The display on the Nokia Asha 501 is a 3" TFT unit of QVGA (240 x 320) resolution, which boils down to around 133ppi. The screen is capacitive and has multi-touch support.
Colors are nice and punchy and the screen is reasonably bright. Size may be an issue, as well as resolution, but the responsiveness has been notably improved from what we remember with the older Asha phones.
Browsing the web and watching videos isn't the most compelling experience on a screen of that screen size and resolution of course.
And here go the stats - contrast levels are pretty good but the brightness isn't all that impressive on paper. Blacks are good too.
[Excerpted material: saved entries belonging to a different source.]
use std::str::FromStr;

use serde::{ Deserialize, Serialize };

/// Artifact key used for the single document produced by architecture exploration
pub const EXPLORATION_RESULT_KEY: &str = "explorationResult";

/// Every kind of output the model can be asked to produce.
///
/// Declaration order is registry order: it drives the form layout, the schema
/// property order and the order in which generated artifacts are presented.
#[derive(Debug, Clone, Copy, PartialEq, Eq, PartialOrd, Ord, Hash, Serialize, Deserialize)]
#[serde(rename_all = "camelCase")]
pub enum DeliverableId {
    RtlCode,
    Testbench,
    TestPlan,
    StateDiagram,
    FunctionalCoverage,
    SvaAssertions,
    SimulationScripts,
    DesignSpec,
    SynthesisReport,
    LintReport,
    ScoreboardLog,
    WaveformSummary,
    OutputTable,
    TestCases,
    PerformanceReport,
}

impl DeliverableId {
    pub fn as_str(&self) -> &'static str {
        match self {
            DeliverableId::RtlCode => "rtlCode",
            DeliverableId::Testbench => "testbench",
            DeliverableId::TestPlan => "testPlan",
            DeliverableId::StateDiagram => "stateDiagram",
            DeliverableId::FunctionalCoverage => "functionalCoverage",
            DeliverableId::SvaAssertions => "svaAssertions",
            DeliverableId::SimulationScripts => "simulationScripts",
            DeliverableId::DesignSpec => "designSpec",
            DeliverableId::SynthesisReport => "synthesisReport",
            DeliverableId::LintReport => "lintReport",
            DeliverableId::ScoreboardLog => "scoreboardLog",
            DeliverableId::WaveformSummary => "waveformSummary",
            DeliverableId::OutputTable => "outputTable",
            DeliverableId::TestCases => "testCases",
            DeliverableId::PerformanceReport => "performanceReport",
        }
    }
}

impl std::fmt::Display for DeliverableId {
    fn fmt(&self, f: &mut std::fmt::Formatter<'_>) -> std::fmt::Result {
        f.write_str(self.as_str())
    }
}

impl FromStr for DeliverableId {
    type Err = String;

    fn from_str(s: &str) -> Result<Self, Self::Err> {
        DeliverableRegistry::all()
            .iter()
            .map(|d| d.id)
            .find(|id| id.as_str() == s)
            .ok_or_else(|| format!("Unknown deliverable: {}", s))
    }
}

/// Static description of one registry entry
#[derive(Debug, Clone, Copy, PartialEq, Eq)]
pub struct DeliverableDescriptor {
    pub id: DeliverableId,
    pub display_name: &'static str,
    pub default_selected: bool,
    /// Shown in the form catalog; entries that are not offered are still
    /// advertised in the response schema and understood by the prompt builder
    pub offered: bool,
}

/// A catalog entry together with the user's current selection
#[derive(Debug, Clone, PartialEq, Eq, Serialize, Deserialize)]
pub struct Deliverable {
    pub id: String,
    pub name: String,
    pub checked: bool,
}

const fn entry(
    id: DeliverableId,
    display_name: &'static str,
    default_selected: bool,
    offered: bool
) -> DeliverableDescriptor {
    DeliverableDescriptor { id, display_name, default_selected, offered }
}

const REGISTRY: &[DeliverableDescriptor] = &[
    entry(DeliverableId::RtlCode, "VHDL/Verilog Code", true, true),
    entry(DeliverableId::Testbench, "UVM Testbench", true, true),
    entry(DeliverableId::TestPlan, "Test Plan", false, true),
    entry(DeliverableId::StateDiagram, "State Diagram", false, true),
    entry(DeliverableId::FunctionalCoverage, "Func. Coverage", false, true),
    entry(DeliverableId::SvaAssertions, "SVA Assertions", false, true),
    entry(DeliverableId::SimulationScripts, "Sim Scripts", false, true),
    entry(DeliverableId::DesignSpec, "Design Spec", false, true),
    entry(DeliverableId::SynthesisReport, "Synthesis Report", false, true),
    entry(DeliverableId::LintReport, "Lint Report", false, true),
    entry(DeliverableId::ScoreboardLog, "Scoreboard Log", false, true),
    entry(DeliverableId::WaveformSummary, "Waveform Summary", false, true),
    entry(DeliverableId::OutputTable, "Output Table", false, true),
    entry(DeliverableId::TestCases, "Test Cases", false, false),
    entry(DeliverableId::PerformanceReport, "Performance Report", false, false),
];

/// Fixed, ordered catalog of deliverables
pub struct DeliverableRegistry;

impl DeliverableRegistry {
    /// Every deliverable the registry knows, in registry order
    pub fn all() -> &'static [DeliverableDescriptor] {
        REGISTRY
    }

    /// Entries offered in the form, in display order
    pub fn catalog() -> impl Iterator<Item = &'static DeliverableDescriptor> {
        REGISTRY.iter().filter(|d| d.offered)
    }

    pub fn all_ids() -> Vec<DeliverableId> {
        REGISTRY.iter().map(|d| d.id).collect()
    }

    pub fn default_selected_ids() -> Vec<DeliverableId> {
        REGISTRY.iter()
            .filter(|d| d.default_selected)
            .map(|d| d.id)
            .collect()
    }

    pub fn lookup(id: &str) -> Option<&'static DeliverableDescriptor> {
        REGISTRY.iter().find(|d| d.id.as_str() == id)
    }

    pub fn display_name(id: &str) -> Option<&'static str> {
        Self::lookup(id).map(|d| d.display_name)
    }

    /// Registry position of `id`; unknown keys sort after every known one
    pub fn position(id: &str) -> usize {
        REGISTRY.iter()
            .position(|d| d.id.as_str() == id)
            .unwrap_or(REGISTRY.len())
    }

    /// Instruction phrase used in the prompt's deliverable list.
    ///
    /// Unknown ids are echoed back unchanged so a stale or hand-typed id never
    /// fails prompt construction.
    pub fn fragment(id: &str, hdl_language: &str, simulation_tool: &str) -> String {
        let Ok(known) = id.parse::<DeliverableId>() else {
            return id.to_string();
        };

        match known {
            DeliverableId::RtlCode => format!("RTL Code in {}", hdl_language),
            DeliverableId::Testbench => "SystemVerilog/UVM Testbench".to_string(),
            DeliverableId::TestCases => "Test Cases Description (in Markdown)".to_string(),
            DeliverableId::DesignSpec => "Design Specification (in Markdown)".to_string(),
            DeliverableId::FunctionalCoverage =>
                "Functional Coverage Model (SystemVerilog)".to_string(),
            DeliverableId::SvaAssertions => "SystemVerilog Assertions (SVA)".to_string(),
            DeliverableId::SimulationScripts =>
                format!("Simulation Scripts for {}", simulation_tool),
            DeliverableId::PerformanceReport =>
                "Performance and Resource Analysis Report (Markdown)".to_string(),
            DeliverableId::TestPlan => "Verification Test Plan (in Markdown)".to_string(),
            DeliverableId::StateDiagram => "State Diagram (in Mermaid.js syntax)".to_string(),
            DeliverableId::ScoreboardLog => "Example Scoreboard Log (Plain Text)".to_string(),
            DeliverableId::WaveformSummary =>
                "Waveform Behavior Summary (in Markdown)".to_string(),
            DeliverableId::OutputTable => "Test Results Summary Table (in Markdown)".to_string(),
            DeliverableId::SynthesisReport => "Synthesis & Timing Report (in Markdown)".to_string(),
            DeliverableId::LintReport => "RTL Lint & Code Quality Report (in Markdown)".to_string(),
        }
    }

    /// The form catalog with default selections applied
    pub fn default_deliverables() -> Vec<Deliverable> {
        Self::catalog()
            .map(|d| Deliverable {
                id: d.id.as_str().to_string(),
                name: d.display_name.to_string(),
                checked: d.default_selected,
            })
            .collect()
    }
}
Display test | 50% brightness | 100% brightness | ||||
Black, cd/m2 | White, cd/m2 | Black, cd/m2 | White, cd/m2 | |||
Nokia Asha 501 | - | - | - | 0.37 | 354 | 947 |
Sony Xperia E | 0.19 | 157 | 813 | 0.50 | 433 | 875 |
Sony Xperia E dual | 0.21 | 181 | 844 | 0.54 | 473 | 870 |
Sony Xperia J | 0.22 | 289 | 1290 | 0.41 | 562 | 1359 |
HTC Desire X | 0.18 | 226 | 1273 | 0.33 | 421 | 1275 |
HTC Desire V | 0.33 | 340 | 1027 | 0.48 | 506 | 1054 |
Sony Xperia tipo | - | - | - | 0.75 | 561 | 751 |
HTC Desire C | 0.23 | 186 | 814 | 0.5 | 360 | 723 |
HTC One X | 0.15 | 200 | 1375 | 0.39 | 550 | 1410 |
Sony Xperia U | 0.35 | 287 | 831 | 0.55 | 515 | 930 |
Samsung S7500 Galaxy Ace Plus | 0.27 | 239 | 873 | 0.6 | 528 | 888 |
The pixel arrangement is standard RGB.
You can find all about our display testing routines here.
The Nokia Asha 501 features a power button on the right side, which will also lock and unlock the device, although you can do without it as the phone can be nudged out of standby with a double tap on the screen.
The volume rocker sits comfortably in the upper right corner of the phone. All three buttons (power and volume) are solid to press and easy to locate by touch.
The left side of the Nokia Asha 501 doesn't hold any controls.
At the top there's the microUSB port, along with an old-gen Nokia charging port and a 3.5 mm headphones jack.
The bottom holds no controls whatsoever.
Undoing the back cover is easy - a light push on the nub at the bottom will do and the phone's bottom part will pop out of the shell.
You can then go on and take the phone out. Doing so reveals the 1200 mAh Li-Ion battery, with the primary SIM card slot under it in the very battery compartment. The hot-swappable microSD and secondary SIM card slot are on the side. This actually means they could've been accessible on the outside too but Nokia went for exchangeable covers instead.
The battery on the Asha 501 is quoted at 624 hours of stand-by and 17 hours of calls for the dual-SIM version and almost double the standby time for the single-SIM variant.
We had the Nokia Asha 501 sitting around for a couple of days before we started actually testing it - making calls on both SIM cards, taking pictures, browsing the web, listening to music and checking out most of the available options and apps - and we managed to get the battery down to about 30%.